Akhmatova, Ossip Mandelstam et Goumilev, qui a fondé le mouvement, deviennent les animateurs de l'acméisme, qui rompt avec le symbolisme, en privilégiant la simplicité et la concision dans la langue. Ils sont bientôt rejoints par d'autres auteurs. Contrairement aux réunions ésotériques des symbolistes, les réunions des acméïstes ressemblent à des séminaires et l'on y essaie de nouvelles techniques d'écriture. Anna Akhmatova puise son inspiration non seulement chez Pouchkine, mais aussi chez Annenski, un précurseur de l'acméisme, chez Verlaine ou chez le jeune Maïakovski.

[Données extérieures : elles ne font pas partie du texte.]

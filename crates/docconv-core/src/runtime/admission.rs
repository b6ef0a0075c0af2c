use std::sync::Arc;
use tokio::sync::{OwnedSemaphorePermit, Semaphore};

use crate::runtime::types::ConversionError;

/// RAII guard that releases a conversion slot when dropped.
///
/// Callers must hold this until the engine process has exited.
pub struct Permit {
    /// Owned permit; dropping this struct releases it back to the semaphore.
    #[allow(dead_code)]
    permit: OwnedSemaphorePermit,
}

impl std::fmt::Debug for Permit {
    fn fmt(&self, f: &mut std::fmt::Formatter<'_>) -> std::fmt::Result {
        f.debug_struct("Permit").finish()
    }
}

/// Bounds how many engine processes run at the same time.
///
/// Unlike a reject-when-full admission gate, [`Self::acquire`] queues the
/// caller until a slot frees up; the job timeout still only starts once the
/// process is spawned.
#[derive(Debug, Clone)]
pub struct ConversionLimiter {
    semaphore: Arc<Semaphore>,
    capacity: usize,
}

impl ConversionLimiter {
    /// Create a limiter with `capacity` slots (at least one).
    pub fn new(capacity: usize) -> Self {
        let capacity = capacity.max(1);
        Self {
            semaphore: Arc::new(Semaphore::new(capacity)),
            capacity,
        }
    }

    pub fn capacity(&self) -> usize {
        self.capacity
    }

    /// Slots currently free.
    pub fn available(&self) -> usize {
        self.semaphore.available_permits()
    }

    /// Wait for a free slot.
    pub async fn acquire(&self) -> Result<Permit, ConversionError> {
        Arc::clone(&self.semaphore)
            .acquire_owned()
            .await
            .map(|permit| Permit { permit })
            .map_err(|e| ConversionError::Io {
                context: "conversion limiter".to_owned(),
                message: e.to_string(),
            })
    }

    /// Take a slot only if one is free right now.
    pub fn try_acquire(&self) -> Option<Permit> {
        Arc::clone(&self.semaphore)
            .try_acquire_owned()
            .ok()
            .map(|permit| Permit { permit })
    }
}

Après avoir repris des études de littérature à Saint-Pétersbourg, elle publie son premier recueil intitulé Le Soir en 1912 qui connaît un grand succès. Avant que le recueil suivant, Le Rosaire, paraisse en 1914, des milliers de femmes s'étaient mises à composer des poèmes à la manière d'Anna Akhmatova. Ses premières œuvres décrivent habituellement un homme et une femme impliqués dans les moments les plus intenses et les plus ambigus de leurs rapports. De telles pièces ont été beaucoup imitées et plus tard parodiées, par Vladimir Nabokov et d'autres. Cette réussite a poussé Akhmatova à s'exclamer : « J'ai appris à nos femmes comment parler, mais je ne sais pas comment les faire taire. »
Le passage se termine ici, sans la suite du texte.